Effective Game-Based Training for Police Officer Decision-Making
Linking Missions, Skills, and Virtual Content
Published in: I/ITSEC 2020 Conference, Paper No. 20456 (2020)
Posted on RAND.org on March 12, 2021
Often, the development of virtual training environments, specifically games for training, can focus on new technology and content development but insufficiently address underlying training goals. This paper reports the result of a two-year pilot study that developed a framework for implementing low-cost, game-based, virtual reality (VR) technology for training police officers to improve their decision-making under stress. Working closely with partners in the police training community, the study developed a method to ensure virtual training environments reflect intended training goals.

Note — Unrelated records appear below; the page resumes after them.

//! Subprocess execution with line-buffered output capture.
//!
//! Each captured stream gets one dedicated worker thread that drains it
//! line by line into an owned buffer. There is no locking: the buffer is
//! appended to only by the worker and read only after [`StreamCapture::close`]
//! has joined that worker, so the join is the happens-before edge.

use colored::*;
use std::io::{BufRead, BufReader, Read};
use std::process::{Command, Stdio};
use std::thread::{self, JoinHandle};

/// Per-line callback, invoked synchronously on the capture worker.
pub type LineCallback = Box<dyn FnMut(&str) + Send>;

/// How a child standard stream is wired.
pub enum OutputMode {
    /// Drain into a buffer, echoing each line to stdout.
    Capture,
    /// Drain into a buffer, handing each line to the callback instead.
    CaptureWith(LineCallback),
    /// Leave the stream attached to the parent.
    Inherit,
}

/// Options merged with the defaults by [`exec_command`].
pub struct ExecOptions {
    pub stdout: OutputMode,
    pub stderr: OutputMode,
    /// Replacement `PATH` for the child, used to put toolchain package
    /// binaries in front.
    pub path: Option<std::ffi::OsString>,
}

impl Default for ExecOptions {
    fn default() -> Self {
        Self {
            stdout: OutputMode::Capture,
            stderr: OutputMode::Capture,
            path: None,
        }
    }
}

/// Result of one process invocation. `returncode` is present whenever
/// the child spawned; `out`/`err` only for streams that were captured.
#[derive(Debug, Default)]
pub struct ExecResult {
    pub out: Option<String>,
    pub err: Option<String>,
    pub returncode: Option<i32>,
}

/// One worker draining a line-oriented stream into an owned buffer.
///
/// End-of-input is signalled by stream EOF (the child exiting closes the
/// pipe's write end). `close` consumes the capture, so the
/// signal-then-join shutdown handshake happens exactly once.
pub struct StreamCapture {
    worker: JoinHandle<Vec<String>>,
}

impl StreamCapture {
    /// Start the worker. Lines are buffered in arrival order with their
    /// end-of-line markers stripped. The stream is read as raw bytes:
    /// invalid UTF-8 becomes replacement characters, it never cuts the
    /// capture short.
    pub fn spawn<R>(stream: R, mut callback: Option<LineCallback>) -> Self
    where
        R: Read + Send + 'static,
    {
        let worker = thread::spawn(move || {
            let mut reader = BufReader::new(stream);
            let mut buffer = Vec::new();
            let mut raw = Vec::new();
            loop {
                raw.clear();
                match reader.read_until(b'\n', &mut raw) {
                    Ok(0) => break,
                    Ok(_) => {
                        let line = decode_line(&raw);
                        match callback.as_mut() {
                            Some(callback) => callback(&line),
                            None => println!("{line}"),
                        }
                        buffer.push(line);
                    }
                    Err(e) => {
                        eprintln!("{} Output capture stopped: {}", "!".yellow(), e);
                        break;
                    }
                }
            }
            buffer
        });
        Self { worker }
    }

    /// Wait for the worker to observe EOF and return everything it
    /// buffered. Only after this returns is the buffer complete.
    pub fn close(self) -> Vec<String> {
        match self.worker.join() {
            Ok(buffer) => buffer,
            Err(_) => {
                eprintln!(
                    "{} Output capture worker panicked; captured output was lost",
                    "!".yellow()
                );
                Vec::new()
            }
        }
    }
}

/// Launch an external process and wait for it to exit.
///
/// Captured streams are wired through [`StreamCapture`] workers and are
/// always closed exactly once, whether or not the wait succeeds. On
/// Windows the command runs through the shell (`cmd /C`). A spawn or
/// wait failure is reported and terminates the whole process with exit
/// code 1; there is no recovery path for a broken launch.
pub fn exec_command(argv: &[String], options: ExecOptions) -> ExecResult {
    let Some((program, args)) = argv.split_first() else {
        eprintln!("{}", "Error: empty command".red());
        std::process::exit(1);
    };

    let mut command = if cfg!(windows) {
        let mut shell = Command::new("cmd");
        shell.arg("/C").arg(program).args(args);
        shell
    } else {
        let mut direct = Command::new(program);
        direct.args(args);
        direct
    };

    if let Some(path) = &options.path {
        command.env("PATH", path);
    }
    if !matches!(options.stdout, OutputMode::Inherit) {
        command.stdout(Stdio::piped());
    }
    if !matches!(options.stderr, OutputMode::Inherit) {
        command.stderr(Stdio::piped());
    }

    let mut child = match command.spawn() {
        Ok(child) => child,
        Err(e) => {
            eprintln!("{}", e.to_string().red());
            std::process::exit(1);
        }
    };

    let out_capture = wire(child.stdout.take(), options.stdout);
    let err_capture = wire(child.stderr.take(), options.stderr);

    // Workers drain the pipes concurrently, so this wait cannot deadlock
    // on a full pipe. It blocks indefinitely; manual interrupt is the
    // only way out and is handled as process termination.
    let status = child.wait();

    // Close-then-join before looking at any buffer.
    let out_lines = out_capture.map(StreamCapture::close);
    let err_lines = err_capture.map(StreamCapture::close);

    let status = match status {
        Ok(status) => status,
        Err(e) => {
            eprintln!("{}", e.to_string().red());
            std::process::exit(1);
        }
    };

    ExecResult {
        out: out_lines.map(join_lines),
        err: err_lines.map(join_lines),
        returncode: Some(status.code().unwrap_or(1)),
    }
}

fn wire<R>(stream: Option<R>, mode: OutputMode) -> Option<StreamCapture>
where
    R: Read + Send + 'static,
{
    match mode {
        OutputMode::Inherit => None,
        OutputMode::Capture => stream.map(|s| StreamCapture::spawn(s, None)),
        OutputMode::CaptureWith(callback) => stream.map(|s| StreamCapture::spawn(s, Some(callback))),
    }
}

fn join_lines(lines: Vec<String>) -> String {
    lines.join("\n").trim_end().to_string()
}

/// Decode one raw line, stripping a trailing `\n` or `\r\n`.
fn decode_line(raw: &[u8]) -> String {
    let mut line = String::from_utf8_lossy(raw).into_owned();
    if line.ends_with('\n') {
        line.pop();
        if line.ends_with('\r') {
            line.pop();
        }
    }
    line
}

#[cfg(test)]
mod tests {
    use super::*;
    use std::io::Cursor;
    use std::sync::mpsc;

    #[test]
    fn buffers_lines_in_arrival_order() {
        let capture = StreamCapture::spawn(Cursor::new("first\nsecond\nthird\n"), None);
        assert_eq!(capture.close(), vec!["first", "second", "third"]);
    }

    #[test]
    fn strips_end_of_line_markers() {
        let capture = StreamCapture::spawn(Cursor::new("a\r\nb\nlast without newline"), None);
        assert_eq!(capture.close(), vec!["a", "b", "last without newline"]);
    }

    #[test]
    fn close_returns_only_after_full_drain() {
        // Large enough to outlive any internal pipe buffering. Every line
        // written before EOF must be visible right after close().
        let input: String = (0..10_000).map(|i| format!("line {i}\n")).collect();
        let capture = StreamCapture::spawn(Cursor::new(input), None);
        let buffer = capture.close();
        assert_eq!(buffer.len(), 10_000);
        assert_eq!(buffer[0], "line 0");
        assert_eq!(buffer[9_999], "line 9999");
    }

    #[test]
    fn callback_sees_every_line_before_close_returns() {
        let (tx, rx) = mpsc::channel();
        let callback: LineCallback = Box::new(move |line: &str| {
            tx.send(line.to_string()).unwrap();
        });
        let capture = StreamCapture::spawn(Cursor::new("one\ntwo\n"), Some(callback));
        let buffer = capture.close();
        let seen: Vec<String> = rx.try_iter().collect();
        assert_eq!(seen, buffer);
        assert_eq!(buffer, vec!["one", "two"]);
    }

    #[test]
    fn invalid_utf8_is_replaced_not_truncated() {
        // Lines after a non-UTF-8 sequence must still be captured.
        let capture = StreamCapture::spawn(Cursor::new(b"ok\n\xff\xfe bad\nafter\n".to_vec()), None);
        let buffer = capture.close();
        assert_eq!(buffer.len(), 3);
        assert_eq!(buffer[0], "ok");
        assert!(buffer[1].contains('\u{FFFD}'));
        assert_eq!(buffer[2], "after");
    }

    #[test]
    fn panicking_callback_is_reported_not_propagated() {
        let callback: LineCallback = Box::new(|line: &str| {
            if line == "boom" {
                panic!("callback failure");
            }
        });
        let capture = StreamCapture::spawn(Cursor::new("ok\nboom\nnever\n"), Some(callback));
        // The worker died mid-stream; close() must still return instead
        // of propagating the panic, and report the loss.
        assert!(capture.close().is_empty());
    }

    #[test]
    fn empty_stream_yields_empty_buffer() {
        let capture = StreamCapture::spawn(Cursor::new(""), None);
        assert!(capture.close().is_empty());
    }

    #[test]
    fn join_lines_trims_trailing_whitespace() {
        assert_eq!(join_lines(vec!["hello".into(), "".into()]), "hello");
        assert_eq!(join_lines(vec![]), "");
    }
}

This approach maps standard missions undertaken by police officers (e.g., responding to a domestic violence report), to detailed skills and knowledge required by the missions (e.g., communicate effectively at home threshold, assess safety of persons involved in dispute, identify sources of potential risk, actively de-escalate), to implementation within a virtual training environment. Once relevant skills and knowledge were identified, a small number of realistic, compelling training vignettes were developed to represent typical stressful scenarios that require rapid decision-making. These research-based vignettes were then developed into a prototype VR-based training prototype, or a "First-Person-Talker" game to train how to effectively de-escalate a domestic violence mission under stressful conditions. In turn, the prototype VR-scenario was piloted by members of a police department to elicit end-user feedback regarding how effective such a system would be to help officers become more prepared to handle rapidly escalating encounters in the field. Finally, structured methods are presented for deploying the consequent system in the context of current training curricula.